Computed relative concentrations, CM and CS, and the cost function, CF, as a function of the flow rate for a microfluidic bilayer device with 450-µm-high channels, 1% membrane porosity (0.8 µm pore size), and fluorescein as the scalar contaminant

4 Conclusion

Experimental and numerical studies of molecular concentration distributions due to convective–diffusive mass transport have been conducted in a microfluidic device designed for organs-on-chips applications. The temporal molecular concentration at the channel outlet, with initial zero concentration, increases almost exponentially with time. The time scale for reaching a steady-state concentration is less than hour, rendering the transient response negligible for culture experiments lasting more than a day. The steady-state concentration is approximately inversely proportional to the flow rate and, similar to the time scale, decreases with increasing flow rate, but changes very little under flow rates higher than 50 µL/h. The steady-state concentration increases almost linearly with increasing porosity, in the range of 0–10%, and levels off with porosity higher than 20%. The effect of molecular size on the concentration distribution is very small for molecules in the range of 1–100 kDa in weight. Under the same flow rate, the concentration increases with decreasing channel height; however, for channel height larger than the characteristic diffuse layer thickness of 100 µm the height effect is negligible.
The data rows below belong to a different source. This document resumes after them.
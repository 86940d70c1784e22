use axum::{
    http::StatusCode,
    response::{IntoResponse, Response},
    Json,
};
use serde_json::json;

use crate::auth::AuthError;
use crate::book::BookError;

pub type WebResult<T> = std::result::Result<T, WebError>;

#[derive(thiserror::Error, Debug)]
pub enum WebError {
    #[error("Internal Server Error: {0}")]
    Internal(#[from] anyhow::Error),
    #[error(transparent)]
    Auth(#[from] AuthError),
    #[error(transparent)]
    Book(#[from] BookError),
    #[error("Bad request: {0}")]
    BadRequest(String),
    #[error("Not found")]
    NotFound,
}

impl WebError {
    pub fn status(&self) -> StatusCode {
        match self {
            WebError::Internal(_) => StatusCode::INTERNAL_SERVER_ERROR,
            WebError::Auth(AuthError::NotSignedIn | AuthError::WrongCredentials) => {
                StatusCode::UNAUTHORIZED
            }
            WebError::Auth(AuthError::InvalidEmail(_) | AuthError::WeakPassword(_)) => {
                StatusCode::BAD_REQUEST
            }
            WebError::Auth(AuthError::EmailInUse(_)) => StatusCode::CONFLICT,
            WebError::Auth(AuthError::Backend(_)) => StatusCode::INTERNAL_SERVER_ERROR,
            WebError::Book(BookError::NotAuthenticated) => StatusCode::UNAUTHORIZED,
            WebError::Book(BookError::NotFound(_)) => StatusCode::NOT_FOUND,
            WebError::Book(BookError::Invalid(_) | BookError::InvalidMedia(_)) => {
                StatusCode::BAD_REQUEST
            }
            WebError::Book(_) => StatusCode::INTERNAL_SERVER_ERROR,
            WebError::BadRequest(_) => StatusCode::BAD_REQUEST,
            WebError::NotFound => StatusCode::NOT_FOUND,
        }
    }
}

impl IntoResponse for WebError {
    fn into_response(self) -> Response {
        let status = self.status();
        if status.is_server_error() {
            tracing::error!("{:?}", self);
        }
        // Client errors are always explained, server errors too while this is a hobby app
        (status, Json(json!({ "error": self.to_string() }))).into_response()
    }
}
Reversing the flow direction results in almost the same concentration distribution in short channels but can vary significantly for long channels. Numerically computed spatial distributions reveal an essentially 2D concentration field. A diffuse boundary layer is observed in the cross-stream concentration profiles with local characteristic concentration and length scales. Within the diffuse layer, convection is negligible and the concentration changes almost linearly with distance away from the separation membrane; outside the layer, diffusion is negligible and the concentration is almost constant. This is a key feature enabling long-term culture of cellular layers in their preferred media while allowing cell signaling across the separation membrane. The results shed light on the effects of several control parameters on the resulting molecular concentration distribution and, subsequently, can be used for designing microfluidic devices for applications requiring cell co-cultures such as microphysiological systems.